**THE PROBLEM:**
Return only that part of the material below which starts with the line containing "fn emit(&self, _event: DomainEvent)" and goes on through the line containing "filename src/video.rs", restated exactly.

**RECORDED DATA:**

[Start of section]

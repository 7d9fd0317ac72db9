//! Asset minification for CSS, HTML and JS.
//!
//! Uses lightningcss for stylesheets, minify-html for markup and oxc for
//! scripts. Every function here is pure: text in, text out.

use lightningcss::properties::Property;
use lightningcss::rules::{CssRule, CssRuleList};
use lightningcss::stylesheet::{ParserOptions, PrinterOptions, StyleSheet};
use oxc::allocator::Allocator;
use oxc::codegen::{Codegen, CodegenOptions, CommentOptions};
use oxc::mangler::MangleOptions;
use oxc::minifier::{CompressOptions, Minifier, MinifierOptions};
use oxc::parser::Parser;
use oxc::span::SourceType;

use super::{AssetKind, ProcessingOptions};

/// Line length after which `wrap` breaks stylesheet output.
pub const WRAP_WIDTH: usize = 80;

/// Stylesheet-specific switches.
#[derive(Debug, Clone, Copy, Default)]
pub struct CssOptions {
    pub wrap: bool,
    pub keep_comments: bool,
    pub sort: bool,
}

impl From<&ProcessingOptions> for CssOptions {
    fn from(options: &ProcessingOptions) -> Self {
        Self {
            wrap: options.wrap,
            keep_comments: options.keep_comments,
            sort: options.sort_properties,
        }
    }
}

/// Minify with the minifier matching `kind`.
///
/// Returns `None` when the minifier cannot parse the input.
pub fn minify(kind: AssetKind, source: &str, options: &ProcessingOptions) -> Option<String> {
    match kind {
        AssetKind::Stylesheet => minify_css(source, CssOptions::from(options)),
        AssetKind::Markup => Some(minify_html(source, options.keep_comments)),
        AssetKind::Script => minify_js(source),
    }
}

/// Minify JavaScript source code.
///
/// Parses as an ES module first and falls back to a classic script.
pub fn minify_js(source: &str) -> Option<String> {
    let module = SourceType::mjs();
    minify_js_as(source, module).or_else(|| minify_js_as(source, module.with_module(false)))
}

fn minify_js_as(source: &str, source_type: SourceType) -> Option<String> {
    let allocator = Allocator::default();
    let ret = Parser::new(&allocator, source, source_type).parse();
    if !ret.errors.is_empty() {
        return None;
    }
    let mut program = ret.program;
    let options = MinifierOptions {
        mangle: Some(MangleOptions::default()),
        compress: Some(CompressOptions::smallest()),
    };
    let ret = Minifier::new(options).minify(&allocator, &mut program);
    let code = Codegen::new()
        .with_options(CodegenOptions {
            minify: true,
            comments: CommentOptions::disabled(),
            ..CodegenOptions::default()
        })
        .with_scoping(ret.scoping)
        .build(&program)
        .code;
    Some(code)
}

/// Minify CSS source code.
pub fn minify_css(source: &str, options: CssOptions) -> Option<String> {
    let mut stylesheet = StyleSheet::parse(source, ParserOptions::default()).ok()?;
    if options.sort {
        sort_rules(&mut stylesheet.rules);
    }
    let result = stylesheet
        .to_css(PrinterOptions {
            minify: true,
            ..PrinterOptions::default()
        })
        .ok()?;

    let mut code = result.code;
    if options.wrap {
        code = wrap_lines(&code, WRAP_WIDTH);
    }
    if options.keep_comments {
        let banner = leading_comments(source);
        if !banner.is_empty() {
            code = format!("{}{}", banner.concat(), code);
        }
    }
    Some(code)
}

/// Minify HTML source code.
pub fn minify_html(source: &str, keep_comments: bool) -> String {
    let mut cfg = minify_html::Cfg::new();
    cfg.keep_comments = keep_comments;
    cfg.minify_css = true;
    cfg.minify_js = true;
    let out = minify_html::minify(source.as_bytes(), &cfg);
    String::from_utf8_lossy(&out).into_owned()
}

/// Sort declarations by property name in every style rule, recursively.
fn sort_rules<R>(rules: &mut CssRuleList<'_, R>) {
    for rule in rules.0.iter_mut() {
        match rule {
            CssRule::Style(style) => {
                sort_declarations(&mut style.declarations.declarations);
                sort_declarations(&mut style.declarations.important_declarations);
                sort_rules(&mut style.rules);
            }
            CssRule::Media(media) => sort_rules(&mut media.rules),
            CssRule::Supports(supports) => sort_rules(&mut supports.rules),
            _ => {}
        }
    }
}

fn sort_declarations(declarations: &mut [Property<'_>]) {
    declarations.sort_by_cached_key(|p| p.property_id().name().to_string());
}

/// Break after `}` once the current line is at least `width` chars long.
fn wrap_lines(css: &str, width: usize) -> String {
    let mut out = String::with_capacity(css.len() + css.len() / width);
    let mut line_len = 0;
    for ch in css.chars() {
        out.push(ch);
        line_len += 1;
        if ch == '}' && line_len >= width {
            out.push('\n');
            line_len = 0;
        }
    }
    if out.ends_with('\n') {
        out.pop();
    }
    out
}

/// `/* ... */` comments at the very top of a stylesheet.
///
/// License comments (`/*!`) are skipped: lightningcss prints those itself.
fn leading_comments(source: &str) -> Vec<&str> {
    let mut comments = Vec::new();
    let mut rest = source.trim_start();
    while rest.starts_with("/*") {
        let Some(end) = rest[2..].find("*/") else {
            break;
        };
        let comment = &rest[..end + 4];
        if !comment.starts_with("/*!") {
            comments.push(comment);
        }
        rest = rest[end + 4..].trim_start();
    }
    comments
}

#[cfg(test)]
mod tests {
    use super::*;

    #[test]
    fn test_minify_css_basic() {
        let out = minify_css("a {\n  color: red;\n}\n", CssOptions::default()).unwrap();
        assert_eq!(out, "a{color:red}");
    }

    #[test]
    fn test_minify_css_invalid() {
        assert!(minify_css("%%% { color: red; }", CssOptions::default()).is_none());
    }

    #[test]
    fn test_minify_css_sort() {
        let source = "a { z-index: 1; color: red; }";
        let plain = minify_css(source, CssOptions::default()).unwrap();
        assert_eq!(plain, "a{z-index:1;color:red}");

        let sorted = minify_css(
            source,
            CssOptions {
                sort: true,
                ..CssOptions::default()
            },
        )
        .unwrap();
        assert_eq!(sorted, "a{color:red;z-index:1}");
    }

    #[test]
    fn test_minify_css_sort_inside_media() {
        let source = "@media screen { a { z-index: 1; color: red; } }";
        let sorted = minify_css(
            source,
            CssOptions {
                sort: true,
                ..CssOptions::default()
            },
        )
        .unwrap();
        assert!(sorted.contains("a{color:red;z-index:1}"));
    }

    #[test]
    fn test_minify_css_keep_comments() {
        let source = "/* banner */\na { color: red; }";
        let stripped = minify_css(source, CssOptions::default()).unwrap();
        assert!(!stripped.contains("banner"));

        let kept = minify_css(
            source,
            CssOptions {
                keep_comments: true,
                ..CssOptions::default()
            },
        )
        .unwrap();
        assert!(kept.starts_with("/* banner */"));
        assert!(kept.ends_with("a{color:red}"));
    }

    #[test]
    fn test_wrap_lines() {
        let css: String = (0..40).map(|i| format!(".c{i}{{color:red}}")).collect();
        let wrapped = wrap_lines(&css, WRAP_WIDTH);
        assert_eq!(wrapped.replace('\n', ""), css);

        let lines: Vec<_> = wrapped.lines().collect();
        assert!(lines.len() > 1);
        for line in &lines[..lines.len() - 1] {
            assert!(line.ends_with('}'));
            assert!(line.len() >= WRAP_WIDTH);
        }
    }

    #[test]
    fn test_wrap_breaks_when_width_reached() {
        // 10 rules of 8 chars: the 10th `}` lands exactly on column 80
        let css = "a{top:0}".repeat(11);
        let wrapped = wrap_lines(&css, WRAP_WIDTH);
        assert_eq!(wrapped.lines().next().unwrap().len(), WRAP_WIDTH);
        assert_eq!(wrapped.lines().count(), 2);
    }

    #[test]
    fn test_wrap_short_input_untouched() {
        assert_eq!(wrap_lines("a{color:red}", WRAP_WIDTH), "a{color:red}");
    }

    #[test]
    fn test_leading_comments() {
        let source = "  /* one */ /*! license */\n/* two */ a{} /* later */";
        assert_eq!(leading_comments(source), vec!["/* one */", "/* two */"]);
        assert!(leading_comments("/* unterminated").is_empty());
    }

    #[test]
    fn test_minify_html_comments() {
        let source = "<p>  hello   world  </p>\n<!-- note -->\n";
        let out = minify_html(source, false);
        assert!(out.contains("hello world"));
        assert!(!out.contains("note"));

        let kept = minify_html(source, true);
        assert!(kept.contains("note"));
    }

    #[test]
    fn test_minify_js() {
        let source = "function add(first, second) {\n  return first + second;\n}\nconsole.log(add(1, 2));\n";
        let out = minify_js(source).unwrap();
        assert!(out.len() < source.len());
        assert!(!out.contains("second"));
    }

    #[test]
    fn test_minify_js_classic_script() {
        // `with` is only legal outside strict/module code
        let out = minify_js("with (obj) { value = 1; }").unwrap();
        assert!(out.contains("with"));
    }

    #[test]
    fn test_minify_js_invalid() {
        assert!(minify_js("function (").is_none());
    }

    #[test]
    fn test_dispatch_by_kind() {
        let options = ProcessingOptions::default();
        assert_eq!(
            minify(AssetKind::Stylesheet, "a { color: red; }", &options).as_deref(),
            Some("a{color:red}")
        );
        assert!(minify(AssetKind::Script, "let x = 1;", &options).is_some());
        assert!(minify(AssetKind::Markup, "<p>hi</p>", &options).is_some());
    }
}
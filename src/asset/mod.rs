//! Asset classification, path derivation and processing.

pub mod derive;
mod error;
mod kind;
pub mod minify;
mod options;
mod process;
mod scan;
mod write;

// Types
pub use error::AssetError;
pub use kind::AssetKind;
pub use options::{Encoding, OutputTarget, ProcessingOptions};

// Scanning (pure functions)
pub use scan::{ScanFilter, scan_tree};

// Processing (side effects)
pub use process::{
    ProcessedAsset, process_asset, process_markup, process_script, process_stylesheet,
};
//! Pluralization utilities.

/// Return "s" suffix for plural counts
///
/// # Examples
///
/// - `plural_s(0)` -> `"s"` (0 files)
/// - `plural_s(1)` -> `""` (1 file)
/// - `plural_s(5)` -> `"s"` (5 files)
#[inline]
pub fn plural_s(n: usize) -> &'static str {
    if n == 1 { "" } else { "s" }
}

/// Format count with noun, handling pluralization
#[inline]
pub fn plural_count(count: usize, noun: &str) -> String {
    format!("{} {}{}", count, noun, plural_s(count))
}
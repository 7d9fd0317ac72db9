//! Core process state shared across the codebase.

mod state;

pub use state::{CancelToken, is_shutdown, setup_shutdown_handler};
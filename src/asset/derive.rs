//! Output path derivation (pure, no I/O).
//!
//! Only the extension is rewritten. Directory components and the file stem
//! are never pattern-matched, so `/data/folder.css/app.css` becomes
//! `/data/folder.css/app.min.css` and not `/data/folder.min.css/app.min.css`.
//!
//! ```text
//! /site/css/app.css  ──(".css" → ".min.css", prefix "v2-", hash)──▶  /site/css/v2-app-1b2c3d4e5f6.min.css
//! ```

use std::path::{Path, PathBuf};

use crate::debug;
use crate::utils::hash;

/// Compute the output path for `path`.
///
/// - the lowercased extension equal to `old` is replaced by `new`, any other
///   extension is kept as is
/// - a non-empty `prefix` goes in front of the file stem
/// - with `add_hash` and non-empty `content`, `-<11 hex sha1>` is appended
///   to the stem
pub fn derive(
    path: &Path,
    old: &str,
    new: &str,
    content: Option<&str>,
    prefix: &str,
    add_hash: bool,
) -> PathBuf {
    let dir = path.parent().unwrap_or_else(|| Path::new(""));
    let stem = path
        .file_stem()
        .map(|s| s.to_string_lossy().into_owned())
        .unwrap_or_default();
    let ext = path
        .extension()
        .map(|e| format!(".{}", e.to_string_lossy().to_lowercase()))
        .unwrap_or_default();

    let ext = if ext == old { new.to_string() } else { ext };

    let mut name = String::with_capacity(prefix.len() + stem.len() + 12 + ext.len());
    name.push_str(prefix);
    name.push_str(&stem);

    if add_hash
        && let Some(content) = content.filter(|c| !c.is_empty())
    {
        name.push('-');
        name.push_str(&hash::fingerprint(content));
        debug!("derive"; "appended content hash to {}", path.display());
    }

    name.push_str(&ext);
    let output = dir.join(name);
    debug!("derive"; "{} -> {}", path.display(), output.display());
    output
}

[End of section]
[Start of section]

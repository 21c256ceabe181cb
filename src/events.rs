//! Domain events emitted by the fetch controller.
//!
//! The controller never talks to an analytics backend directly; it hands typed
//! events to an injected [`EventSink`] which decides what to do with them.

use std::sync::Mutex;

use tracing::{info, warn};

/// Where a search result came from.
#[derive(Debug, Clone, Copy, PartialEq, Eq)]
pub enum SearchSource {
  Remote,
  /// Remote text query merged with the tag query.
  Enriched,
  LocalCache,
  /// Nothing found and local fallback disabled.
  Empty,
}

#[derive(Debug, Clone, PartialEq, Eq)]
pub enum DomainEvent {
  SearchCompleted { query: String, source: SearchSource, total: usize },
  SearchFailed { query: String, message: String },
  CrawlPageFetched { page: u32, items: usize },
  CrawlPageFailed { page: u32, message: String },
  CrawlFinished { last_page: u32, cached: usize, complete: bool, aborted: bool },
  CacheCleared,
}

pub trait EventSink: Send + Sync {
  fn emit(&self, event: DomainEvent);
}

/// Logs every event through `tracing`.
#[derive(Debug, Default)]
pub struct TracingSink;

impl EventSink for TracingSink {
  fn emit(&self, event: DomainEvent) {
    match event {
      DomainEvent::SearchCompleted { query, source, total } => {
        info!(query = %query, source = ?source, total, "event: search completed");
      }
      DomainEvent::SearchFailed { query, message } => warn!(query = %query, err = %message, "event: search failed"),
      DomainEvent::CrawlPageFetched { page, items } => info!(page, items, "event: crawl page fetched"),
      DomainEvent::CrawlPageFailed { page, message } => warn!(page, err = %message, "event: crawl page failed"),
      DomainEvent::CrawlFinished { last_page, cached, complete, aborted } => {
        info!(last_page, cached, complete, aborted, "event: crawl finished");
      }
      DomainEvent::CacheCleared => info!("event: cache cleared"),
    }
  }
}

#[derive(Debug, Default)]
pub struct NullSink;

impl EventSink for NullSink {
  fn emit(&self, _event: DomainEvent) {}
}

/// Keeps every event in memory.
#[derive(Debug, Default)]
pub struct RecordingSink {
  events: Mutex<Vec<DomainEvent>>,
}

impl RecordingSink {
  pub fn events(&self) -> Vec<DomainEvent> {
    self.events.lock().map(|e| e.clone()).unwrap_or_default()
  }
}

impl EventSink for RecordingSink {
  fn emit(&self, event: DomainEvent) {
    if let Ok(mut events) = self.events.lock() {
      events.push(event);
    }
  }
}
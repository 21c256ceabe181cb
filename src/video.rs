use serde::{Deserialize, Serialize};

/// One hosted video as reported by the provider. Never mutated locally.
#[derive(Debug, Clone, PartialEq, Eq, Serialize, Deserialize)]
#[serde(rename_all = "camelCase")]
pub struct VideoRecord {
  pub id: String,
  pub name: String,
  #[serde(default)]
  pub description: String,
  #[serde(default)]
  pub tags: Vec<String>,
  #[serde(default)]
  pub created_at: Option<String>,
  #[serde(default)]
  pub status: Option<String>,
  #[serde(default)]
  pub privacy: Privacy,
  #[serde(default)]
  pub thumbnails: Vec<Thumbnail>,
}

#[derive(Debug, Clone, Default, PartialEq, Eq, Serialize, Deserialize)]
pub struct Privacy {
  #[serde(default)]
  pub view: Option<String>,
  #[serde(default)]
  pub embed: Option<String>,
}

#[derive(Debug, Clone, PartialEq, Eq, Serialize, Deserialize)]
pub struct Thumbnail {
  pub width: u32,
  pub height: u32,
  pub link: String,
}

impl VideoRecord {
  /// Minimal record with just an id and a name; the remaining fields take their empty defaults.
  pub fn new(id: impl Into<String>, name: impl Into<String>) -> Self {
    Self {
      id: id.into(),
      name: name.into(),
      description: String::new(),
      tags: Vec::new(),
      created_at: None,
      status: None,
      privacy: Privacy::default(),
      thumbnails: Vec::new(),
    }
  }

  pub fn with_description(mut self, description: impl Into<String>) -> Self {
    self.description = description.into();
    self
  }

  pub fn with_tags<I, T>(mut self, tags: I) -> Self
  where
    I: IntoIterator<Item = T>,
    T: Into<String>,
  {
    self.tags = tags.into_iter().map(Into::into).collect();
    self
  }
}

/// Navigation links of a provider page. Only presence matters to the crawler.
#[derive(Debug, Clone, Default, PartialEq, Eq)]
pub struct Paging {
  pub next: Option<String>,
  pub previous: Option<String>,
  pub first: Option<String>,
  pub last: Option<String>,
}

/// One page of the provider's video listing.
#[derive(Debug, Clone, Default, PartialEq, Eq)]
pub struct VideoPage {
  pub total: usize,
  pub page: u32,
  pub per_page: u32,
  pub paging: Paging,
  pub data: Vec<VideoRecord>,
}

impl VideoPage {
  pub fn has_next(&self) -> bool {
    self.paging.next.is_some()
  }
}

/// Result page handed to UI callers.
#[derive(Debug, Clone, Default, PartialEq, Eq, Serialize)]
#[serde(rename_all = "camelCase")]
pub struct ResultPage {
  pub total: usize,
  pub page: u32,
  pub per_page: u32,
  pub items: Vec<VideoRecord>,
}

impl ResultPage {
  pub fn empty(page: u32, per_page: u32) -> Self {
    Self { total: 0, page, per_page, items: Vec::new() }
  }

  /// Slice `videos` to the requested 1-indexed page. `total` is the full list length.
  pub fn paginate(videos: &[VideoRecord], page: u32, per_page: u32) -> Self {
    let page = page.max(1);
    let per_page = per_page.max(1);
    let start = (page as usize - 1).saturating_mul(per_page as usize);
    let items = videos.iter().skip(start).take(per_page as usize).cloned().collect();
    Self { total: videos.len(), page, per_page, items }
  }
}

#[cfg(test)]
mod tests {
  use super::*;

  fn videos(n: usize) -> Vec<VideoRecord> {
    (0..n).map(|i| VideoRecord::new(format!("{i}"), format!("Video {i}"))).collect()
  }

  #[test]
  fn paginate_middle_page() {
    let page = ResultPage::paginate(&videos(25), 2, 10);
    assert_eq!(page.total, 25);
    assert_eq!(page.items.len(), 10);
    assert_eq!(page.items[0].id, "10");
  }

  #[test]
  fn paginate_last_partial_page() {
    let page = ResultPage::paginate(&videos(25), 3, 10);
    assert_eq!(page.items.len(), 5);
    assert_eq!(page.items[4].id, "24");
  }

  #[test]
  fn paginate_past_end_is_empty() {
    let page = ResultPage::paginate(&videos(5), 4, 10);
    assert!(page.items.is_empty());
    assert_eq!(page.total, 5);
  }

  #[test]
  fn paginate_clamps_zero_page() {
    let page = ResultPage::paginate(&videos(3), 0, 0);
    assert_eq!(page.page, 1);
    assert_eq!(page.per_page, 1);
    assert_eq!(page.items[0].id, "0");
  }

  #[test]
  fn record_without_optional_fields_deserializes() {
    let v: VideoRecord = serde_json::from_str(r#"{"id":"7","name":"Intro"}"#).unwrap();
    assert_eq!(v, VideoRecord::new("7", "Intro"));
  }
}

[End of section]
[Start of section]

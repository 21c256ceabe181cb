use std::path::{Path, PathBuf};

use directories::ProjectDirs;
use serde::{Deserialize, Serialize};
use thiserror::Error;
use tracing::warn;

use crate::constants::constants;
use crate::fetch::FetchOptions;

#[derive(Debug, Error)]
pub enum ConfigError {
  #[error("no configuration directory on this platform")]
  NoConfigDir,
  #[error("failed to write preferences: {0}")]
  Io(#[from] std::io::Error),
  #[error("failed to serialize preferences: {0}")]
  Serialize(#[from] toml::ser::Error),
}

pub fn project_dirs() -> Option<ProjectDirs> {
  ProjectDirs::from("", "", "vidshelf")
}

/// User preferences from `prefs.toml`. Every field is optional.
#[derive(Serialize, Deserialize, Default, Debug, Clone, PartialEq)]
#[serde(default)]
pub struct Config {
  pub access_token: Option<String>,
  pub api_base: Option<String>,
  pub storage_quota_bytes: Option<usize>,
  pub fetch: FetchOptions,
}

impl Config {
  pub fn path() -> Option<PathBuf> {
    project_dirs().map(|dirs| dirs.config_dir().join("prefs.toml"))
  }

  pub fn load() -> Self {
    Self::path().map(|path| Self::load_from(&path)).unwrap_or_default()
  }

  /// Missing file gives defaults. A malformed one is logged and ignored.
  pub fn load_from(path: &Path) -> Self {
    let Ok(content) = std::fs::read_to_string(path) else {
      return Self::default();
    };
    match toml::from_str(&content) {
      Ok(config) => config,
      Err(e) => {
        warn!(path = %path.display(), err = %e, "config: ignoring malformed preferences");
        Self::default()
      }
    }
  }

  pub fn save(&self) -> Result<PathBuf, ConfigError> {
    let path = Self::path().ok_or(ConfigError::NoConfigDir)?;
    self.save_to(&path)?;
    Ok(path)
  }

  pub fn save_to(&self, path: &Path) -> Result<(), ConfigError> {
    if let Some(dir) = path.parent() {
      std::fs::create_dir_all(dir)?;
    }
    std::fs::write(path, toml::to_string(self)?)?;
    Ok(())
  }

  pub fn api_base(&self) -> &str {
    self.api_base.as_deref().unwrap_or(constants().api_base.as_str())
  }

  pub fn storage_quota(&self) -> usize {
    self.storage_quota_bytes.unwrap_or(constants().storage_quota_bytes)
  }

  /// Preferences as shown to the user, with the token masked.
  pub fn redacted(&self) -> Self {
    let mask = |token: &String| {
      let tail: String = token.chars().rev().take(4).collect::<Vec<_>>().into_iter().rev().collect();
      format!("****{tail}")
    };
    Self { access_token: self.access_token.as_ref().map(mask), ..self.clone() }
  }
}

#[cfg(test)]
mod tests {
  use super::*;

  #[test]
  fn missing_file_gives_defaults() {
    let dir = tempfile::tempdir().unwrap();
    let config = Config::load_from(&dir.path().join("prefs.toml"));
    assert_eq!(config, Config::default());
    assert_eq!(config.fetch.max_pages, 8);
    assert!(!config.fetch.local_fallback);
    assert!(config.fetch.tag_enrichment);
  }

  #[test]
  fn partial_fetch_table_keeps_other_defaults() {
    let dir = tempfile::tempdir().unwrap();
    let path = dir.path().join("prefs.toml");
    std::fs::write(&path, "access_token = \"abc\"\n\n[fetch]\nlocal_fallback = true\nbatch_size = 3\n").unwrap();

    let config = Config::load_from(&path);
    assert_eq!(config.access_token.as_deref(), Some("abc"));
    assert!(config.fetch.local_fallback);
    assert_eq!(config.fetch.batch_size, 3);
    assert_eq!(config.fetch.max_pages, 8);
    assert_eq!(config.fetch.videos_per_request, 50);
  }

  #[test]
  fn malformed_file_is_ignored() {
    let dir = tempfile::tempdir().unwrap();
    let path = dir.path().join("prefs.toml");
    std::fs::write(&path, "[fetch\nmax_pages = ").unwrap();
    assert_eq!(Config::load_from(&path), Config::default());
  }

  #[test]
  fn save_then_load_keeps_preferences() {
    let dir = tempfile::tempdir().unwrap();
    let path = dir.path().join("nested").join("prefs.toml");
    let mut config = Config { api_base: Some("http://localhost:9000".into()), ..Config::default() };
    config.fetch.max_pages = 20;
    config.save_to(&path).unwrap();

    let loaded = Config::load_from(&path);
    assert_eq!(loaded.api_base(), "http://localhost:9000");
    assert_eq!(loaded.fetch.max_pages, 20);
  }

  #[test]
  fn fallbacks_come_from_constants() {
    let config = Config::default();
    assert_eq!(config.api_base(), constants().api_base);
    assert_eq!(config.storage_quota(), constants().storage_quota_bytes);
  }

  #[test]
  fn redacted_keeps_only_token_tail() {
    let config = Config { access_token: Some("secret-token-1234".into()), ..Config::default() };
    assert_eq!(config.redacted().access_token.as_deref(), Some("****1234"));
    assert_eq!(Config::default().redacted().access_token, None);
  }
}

[End of section]

**SOLVED PROBLEM:**
  fn emit(&self, _event: DomainEvent) {}
}

/// Keeps every event in memory.
#[derive(Debug, Default)]
pub struct RecordingSink {
  events: Mutex<Vec<DomainEvent>>,
}

impl RecordingSink {
  pub fn events(&self) -> Vec<DomainEvent> {
    self.events.lock().map(|e| e.clone()).unwrap_or_default()
  }
}

impl EventSink for RecordingSink {
  fn emit(&self, event: DomainEvent) {
    if let Ok(mut events) = self.events.lock() {
      events.push(event);
    }
  }
}
repository 21c256ceabe181cb
filename src/video.rs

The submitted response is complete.